(Stored records)
******************************

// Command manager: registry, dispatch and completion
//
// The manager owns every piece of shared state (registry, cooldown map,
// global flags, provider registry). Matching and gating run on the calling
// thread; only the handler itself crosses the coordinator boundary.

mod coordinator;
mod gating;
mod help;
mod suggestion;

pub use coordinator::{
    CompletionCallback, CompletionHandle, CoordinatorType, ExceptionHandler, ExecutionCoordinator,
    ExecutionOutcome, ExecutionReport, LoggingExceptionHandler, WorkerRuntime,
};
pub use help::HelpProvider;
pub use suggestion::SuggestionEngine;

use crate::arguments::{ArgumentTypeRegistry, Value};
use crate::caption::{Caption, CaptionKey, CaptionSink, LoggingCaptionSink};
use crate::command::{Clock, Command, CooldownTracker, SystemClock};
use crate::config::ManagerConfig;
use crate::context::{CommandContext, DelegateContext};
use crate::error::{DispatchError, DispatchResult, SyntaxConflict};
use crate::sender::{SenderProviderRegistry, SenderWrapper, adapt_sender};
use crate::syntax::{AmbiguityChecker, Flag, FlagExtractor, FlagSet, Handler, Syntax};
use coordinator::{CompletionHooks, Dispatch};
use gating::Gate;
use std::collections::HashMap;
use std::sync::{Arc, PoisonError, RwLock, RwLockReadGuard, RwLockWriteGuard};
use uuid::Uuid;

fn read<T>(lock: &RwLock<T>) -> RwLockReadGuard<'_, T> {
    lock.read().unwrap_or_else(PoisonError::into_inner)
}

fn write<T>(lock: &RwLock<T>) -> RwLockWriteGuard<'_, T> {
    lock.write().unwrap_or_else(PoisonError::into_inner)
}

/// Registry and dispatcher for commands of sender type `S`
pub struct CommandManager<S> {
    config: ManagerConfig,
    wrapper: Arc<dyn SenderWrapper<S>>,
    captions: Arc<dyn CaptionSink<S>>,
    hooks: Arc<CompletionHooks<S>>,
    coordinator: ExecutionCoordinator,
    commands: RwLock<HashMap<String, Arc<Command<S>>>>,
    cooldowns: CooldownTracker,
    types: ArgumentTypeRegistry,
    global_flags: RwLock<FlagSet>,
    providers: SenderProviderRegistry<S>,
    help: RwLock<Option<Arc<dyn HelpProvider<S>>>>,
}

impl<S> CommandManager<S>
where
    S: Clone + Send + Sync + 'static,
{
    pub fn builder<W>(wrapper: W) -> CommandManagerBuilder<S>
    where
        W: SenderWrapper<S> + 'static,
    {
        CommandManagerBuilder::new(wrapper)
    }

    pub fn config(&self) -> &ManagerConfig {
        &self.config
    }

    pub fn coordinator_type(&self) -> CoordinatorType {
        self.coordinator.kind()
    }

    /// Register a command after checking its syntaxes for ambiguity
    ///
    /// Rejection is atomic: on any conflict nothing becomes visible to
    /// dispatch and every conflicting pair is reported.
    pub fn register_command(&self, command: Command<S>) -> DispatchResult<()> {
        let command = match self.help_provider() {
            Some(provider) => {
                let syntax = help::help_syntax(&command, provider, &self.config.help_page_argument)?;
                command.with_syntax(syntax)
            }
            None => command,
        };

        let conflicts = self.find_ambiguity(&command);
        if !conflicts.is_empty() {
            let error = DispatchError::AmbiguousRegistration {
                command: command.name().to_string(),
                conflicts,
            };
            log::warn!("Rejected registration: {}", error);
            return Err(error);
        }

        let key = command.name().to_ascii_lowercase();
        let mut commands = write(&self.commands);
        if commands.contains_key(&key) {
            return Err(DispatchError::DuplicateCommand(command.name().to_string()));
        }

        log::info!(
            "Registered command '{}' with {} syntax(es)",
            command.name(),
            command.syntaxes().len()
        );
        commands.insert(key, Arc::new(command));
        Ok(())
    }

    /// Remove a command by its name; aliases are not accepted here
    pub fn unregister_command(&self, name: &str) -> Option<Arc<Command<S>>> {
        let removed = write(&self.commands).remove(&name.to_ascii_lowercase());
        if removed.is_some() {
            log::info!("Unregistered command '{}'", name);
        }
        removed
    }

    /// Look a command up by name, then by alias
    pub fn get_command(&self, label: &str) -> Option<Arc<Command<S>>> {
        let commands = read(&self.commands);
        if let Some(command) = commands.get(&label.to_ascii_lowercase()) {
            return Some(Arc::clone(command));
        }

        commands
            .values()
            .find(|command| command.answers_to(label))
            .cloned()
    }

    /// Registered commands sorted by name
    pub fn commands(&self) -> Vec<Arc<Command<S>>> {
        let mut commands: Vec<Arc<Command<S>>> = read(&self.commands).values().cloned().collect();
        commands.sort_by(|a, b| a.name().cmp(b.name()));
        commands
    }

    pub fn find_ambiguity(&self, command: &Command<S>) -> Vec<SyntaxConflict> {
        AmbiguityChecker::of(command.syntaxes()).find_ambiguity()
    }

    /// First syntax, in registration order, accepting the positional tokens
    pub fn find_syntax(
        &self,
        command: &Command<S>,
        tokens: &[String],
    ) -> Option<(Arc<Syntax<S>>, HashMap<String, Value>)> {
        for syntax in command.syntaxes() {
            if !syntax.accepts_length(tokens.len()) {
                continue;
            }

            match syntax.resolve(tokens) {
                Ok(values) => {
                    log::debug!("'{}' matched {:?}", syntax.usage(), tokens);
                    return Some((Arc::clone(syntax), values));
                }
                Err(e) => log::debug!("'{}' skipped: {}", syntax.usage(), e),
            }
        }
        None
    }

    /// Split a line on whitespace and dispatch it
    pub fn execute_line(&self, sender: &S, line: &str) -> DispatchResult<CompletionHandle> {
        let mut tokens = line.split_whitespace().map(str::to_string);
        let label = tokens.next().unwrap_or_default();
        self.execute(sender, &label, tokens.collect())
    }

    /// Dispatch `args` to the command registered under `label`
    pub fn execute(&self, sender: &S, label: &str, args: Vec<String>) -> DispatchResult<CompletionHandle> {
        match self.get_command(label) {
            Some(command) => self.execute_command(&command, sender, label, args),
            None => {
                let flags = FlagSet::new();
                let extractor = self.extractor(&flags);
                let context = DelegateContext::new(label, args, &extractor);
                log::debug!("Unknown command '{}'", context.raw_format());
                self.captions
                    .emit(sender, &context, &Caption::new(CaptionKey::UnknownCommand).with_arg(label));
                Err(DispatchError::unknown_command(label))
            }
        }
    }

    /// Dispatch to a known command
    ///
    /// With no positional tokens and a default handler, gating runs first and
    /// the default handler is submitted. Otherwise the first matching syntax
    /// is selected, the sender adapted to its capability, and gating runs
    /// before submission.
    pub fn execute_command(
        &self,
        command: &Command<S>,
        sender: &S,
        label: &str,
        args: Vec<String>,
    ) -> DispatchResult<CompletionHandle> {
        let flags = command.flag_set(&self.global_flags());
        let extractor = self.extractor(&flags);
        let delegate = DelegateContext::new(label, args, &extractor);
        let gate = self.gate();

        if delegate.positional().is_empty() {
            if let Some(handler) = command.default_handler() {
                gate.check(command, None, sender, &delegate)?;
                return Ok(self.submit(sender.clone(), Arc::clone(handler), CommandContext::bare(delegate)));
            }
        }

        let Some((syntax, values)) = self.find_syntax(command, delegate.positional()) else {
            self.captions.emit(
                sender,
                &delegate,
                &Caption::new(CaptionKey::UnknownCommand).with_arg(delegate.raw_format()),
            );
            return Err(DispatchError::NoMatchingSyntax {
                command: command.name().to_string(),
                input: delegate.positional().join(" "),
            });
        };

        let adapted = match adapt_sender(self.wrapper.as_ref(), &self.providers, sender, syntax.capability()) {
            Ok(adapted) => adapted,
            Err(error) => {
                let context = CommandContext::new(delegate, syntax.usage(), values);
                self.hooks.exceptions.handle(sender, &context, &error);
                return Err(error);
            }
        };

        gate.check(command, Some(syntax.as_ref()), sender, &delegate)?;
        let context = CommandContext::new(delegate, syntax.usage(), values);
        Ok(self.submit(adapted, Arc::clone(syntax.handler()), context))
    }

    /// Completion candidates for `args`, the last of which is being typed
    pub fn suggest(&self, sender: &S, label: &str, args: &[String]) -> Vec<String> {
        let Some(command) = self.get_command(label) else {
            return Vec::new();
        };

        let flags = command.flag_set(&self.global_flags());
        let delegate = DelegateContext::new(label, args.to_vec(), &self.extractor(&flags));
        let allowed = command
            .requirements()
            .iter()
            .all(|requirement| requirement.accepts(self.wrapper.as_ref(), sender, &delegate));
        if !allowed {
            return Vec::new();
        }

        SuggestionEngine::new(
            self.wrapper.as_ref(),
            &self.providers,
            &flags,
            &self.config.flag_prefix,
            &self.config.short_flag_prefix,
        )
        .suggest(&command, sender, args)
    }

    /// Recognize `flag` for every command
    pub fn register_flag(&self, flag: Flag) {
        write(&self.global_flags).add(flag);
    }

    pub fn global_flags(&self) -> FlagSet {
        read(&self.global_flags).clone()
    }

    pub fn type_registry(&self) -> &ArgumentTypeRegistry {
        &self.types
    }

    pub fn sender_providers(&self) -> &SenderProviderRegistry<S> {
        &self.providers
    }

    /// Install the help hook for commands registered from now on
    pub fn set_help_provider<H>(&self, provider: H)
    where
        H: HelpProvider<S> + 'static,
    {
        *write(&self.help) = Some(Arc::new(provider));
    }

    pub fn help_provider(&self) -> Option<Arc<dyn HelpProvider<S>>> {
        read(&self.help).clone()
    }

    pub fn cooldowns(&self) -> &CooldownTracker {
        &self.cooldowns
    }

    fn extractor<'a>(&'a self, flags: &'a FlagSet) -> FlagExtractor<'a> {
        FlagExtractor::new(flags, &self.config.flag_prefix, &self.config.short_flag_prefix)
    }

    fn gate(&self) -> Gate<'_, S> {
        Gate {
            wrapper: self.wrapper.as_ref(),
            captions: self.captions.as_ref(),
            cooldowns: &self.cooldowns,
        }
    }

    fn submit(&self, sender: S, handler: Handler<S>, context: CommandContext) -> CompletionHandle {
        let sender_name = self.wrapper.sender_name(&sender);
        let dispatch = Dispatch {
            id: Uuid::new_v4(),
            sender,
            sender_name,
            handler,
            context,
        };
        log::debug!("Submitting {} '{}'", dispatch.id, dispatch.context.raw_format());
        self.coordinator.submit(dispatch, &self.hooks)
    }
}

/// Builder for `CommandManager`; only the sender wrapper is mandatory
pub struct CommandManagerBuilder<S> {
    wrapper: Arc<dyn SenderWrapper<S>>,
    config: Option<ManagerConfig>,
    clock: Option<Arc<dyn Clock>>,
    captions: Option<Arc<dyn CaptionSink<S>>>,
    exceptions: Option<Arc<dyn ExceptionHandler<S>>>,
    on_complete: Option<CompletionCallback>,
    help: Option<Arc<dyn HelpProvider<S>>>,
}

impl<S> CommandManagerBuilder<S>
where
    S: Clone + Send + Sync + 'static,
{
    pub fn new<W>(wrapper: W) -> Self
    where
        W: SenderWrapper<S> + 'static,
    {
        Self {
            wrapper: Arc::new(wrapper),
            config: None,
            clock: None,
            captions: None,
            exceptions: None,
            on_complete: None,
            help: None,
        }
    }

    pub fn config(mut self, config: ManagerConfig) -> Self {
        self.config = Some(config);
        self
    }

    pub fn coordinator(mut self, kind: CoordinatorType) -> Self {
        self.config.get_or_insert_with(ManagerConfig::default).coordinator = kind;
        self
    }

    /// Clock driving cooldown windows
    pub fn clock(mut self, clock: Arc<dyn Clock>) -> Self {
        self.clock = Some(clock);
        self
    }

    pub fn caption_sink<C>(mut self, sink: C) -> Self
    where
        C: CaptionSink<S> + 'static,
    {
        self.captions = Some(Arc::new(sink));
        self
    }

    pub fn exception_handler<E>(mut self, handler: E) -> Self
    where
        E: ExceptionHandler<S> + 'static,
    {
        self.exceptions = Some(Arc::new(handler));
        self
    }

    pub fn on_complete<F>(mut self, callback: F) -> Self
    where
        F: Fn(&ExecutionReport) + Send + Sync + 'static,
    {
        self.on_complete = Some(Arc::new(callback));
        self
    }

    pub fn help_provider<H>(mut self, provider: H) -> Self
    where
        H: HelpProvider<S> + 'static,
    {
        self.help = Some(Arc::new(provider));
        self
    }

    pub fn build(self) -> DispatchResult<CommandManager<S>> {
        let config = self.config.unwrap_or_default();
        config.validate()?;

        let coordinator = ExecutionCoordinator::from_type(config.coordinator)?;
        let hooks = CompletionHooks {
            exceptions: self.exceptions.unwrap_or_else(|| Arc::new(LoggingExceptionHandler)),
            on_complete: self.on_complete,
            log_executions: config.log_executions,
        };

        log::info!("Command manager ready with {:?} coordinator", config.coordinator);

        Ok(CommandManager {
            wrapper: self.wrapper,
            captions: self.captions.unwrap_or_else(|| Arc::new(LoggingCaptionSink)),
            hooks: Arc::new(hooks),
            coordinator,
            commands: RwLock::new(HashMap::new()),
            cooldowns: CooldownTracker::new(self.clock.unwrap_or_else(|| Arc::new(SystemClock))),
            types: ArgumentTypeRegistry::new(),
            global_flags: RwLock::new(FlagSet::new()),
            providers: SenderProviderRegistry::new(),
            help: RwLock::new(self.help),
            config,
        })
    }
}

******************************

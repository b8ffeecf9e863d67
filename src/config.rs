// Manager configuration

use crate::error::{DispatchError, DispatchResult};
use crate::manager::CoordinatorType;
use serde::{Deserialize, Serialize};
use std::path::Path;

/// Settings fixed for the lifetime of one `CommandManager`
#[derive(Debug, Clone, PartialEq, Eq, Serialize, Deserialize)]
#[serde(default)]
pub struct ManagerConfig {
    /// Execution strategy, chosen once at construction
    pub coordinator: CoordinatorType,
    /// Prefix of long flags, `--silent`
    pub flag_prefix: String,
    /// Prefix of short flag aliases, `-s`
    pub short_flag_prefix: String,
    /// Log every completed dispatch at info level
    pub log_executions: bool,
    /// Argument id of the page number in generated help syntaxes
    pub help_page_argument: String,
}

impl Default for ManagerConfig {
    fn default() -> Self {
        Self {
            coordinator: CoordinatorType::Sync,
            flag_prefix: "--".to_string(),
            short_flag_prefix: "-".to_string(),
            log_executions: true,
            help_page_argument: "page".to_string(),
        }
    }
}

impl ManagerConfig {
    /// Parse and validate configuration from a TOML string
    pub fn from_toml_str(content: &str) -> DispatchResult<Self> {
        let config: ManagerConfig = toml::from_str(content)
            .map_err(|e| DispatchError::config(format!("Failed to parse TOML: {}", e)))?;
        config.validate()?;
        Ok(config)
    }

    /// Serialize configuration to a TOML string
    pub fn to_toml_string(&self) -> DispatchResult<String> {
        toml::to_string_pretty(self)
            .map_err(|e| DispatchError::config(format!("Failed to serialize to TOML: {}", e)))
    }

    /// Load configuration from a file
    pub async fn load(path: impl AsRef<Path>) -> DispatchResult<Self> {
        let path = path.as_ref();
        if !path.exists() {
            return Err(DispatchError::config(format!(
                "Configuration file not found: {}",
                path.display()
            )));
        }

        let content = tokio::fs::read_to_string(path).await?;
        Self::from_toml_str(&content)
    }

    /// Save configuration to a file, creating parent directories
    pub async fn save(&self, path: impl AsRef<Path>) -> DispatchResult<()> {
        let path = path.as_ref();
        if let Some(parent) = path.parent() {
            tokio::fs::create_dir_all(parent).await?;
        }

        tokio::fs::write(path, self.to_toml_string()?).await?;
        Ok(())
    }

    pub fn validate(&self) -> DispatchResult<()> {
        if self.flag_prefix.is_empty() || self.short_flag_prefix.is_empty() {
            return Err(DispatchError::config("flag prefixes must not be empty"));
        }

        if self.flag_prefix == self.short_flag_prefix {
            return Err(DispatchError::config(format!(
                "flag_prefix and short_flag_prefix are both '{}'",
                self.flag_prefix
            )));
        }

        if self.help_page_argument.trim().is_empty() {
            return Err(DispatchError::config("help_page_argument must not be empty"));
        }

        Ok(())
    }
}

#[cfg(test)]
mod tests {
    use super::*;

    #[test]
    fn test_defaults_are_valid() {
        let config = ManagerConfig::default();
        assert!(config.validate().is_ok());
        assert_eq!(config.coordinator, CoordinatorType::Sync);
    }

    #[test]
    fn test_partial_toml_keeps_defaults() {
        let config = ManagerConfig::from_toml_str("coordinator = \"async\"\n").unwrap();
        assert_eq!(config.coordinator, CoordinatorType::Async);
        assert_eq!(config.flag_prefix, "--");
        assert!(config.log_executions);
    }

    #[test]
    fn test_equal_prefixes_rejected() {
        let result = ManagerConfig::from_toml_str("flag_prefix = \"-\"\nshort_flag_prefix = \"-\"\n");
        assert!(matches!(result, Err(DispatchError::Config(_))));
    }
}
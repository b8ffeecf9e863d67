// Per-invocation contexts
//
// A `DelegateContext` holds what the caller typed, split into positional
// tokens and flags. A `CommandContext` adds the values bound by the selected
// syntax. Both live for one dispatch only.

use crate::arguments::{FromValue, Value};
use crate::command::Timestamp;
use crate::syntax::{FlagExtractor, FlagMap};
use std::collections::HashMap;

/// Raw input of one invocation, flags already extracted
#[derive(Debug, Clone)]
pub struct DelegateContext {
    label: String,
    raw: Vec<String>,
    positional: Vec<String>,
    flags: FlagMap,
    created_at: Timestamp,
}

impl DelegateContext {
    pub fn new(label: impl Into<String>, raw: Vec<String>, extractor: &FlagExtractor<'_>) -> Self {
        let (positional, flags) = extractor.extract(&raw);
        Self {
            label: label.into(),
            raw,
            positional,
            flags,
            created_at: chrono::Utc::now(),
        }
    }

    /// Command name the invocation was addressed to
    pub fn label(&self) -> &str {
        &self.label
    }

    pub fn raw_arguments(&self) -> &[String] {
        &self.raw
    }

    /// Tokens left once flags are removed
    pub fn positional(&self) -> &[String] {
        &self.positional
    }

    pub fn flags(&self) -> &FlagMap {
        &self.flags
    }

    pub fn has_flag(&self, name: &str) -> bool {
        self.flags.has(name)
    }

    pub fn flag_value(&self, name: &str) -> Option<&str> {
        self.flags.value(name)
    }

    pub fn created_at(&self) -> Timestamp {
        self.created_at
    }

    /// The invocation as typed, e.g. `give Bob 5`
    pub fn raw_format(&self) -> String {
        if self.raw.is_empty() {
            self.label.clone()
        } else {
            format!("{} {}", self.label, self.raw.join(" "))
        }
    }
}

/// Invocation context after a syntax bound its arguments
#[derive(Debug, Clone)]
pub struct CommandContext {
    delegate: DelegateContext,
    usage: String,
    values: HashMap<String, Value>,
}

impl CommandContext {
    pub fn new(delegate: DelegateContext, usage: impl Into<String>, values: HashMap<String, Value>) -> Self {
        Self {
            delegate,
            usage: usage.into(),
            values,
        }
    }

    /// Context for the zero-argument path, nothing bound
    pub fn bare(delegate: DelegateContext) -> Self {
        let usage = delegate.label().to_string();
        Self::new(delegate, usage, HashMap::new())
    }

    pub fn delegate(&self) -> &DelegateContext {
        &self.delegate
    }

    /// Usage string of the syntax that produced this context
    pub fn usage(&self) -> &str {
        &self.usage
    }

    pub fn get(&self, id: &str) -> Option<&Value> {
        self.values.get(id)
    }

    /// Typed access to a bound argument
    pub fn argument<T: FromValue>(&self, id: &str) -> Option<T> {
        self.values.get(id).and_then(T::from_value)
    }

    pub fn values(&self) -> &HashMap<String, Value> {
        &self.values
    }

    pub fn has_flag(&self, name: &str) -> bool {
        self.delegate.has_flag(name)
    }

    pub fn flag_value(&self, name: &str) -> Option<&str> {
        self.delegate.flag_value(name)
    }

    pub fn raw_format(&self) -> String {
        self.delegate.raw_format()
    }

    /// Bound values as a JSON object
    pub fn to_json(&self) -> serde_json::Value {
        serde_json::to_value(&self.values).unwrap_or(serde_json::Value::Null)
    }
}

******************************

● **Work to complete**: Scan the records above and tell how many lines include the word "CoordinatorType"; the number is all that should be written.

● **Output of the exercise**: 8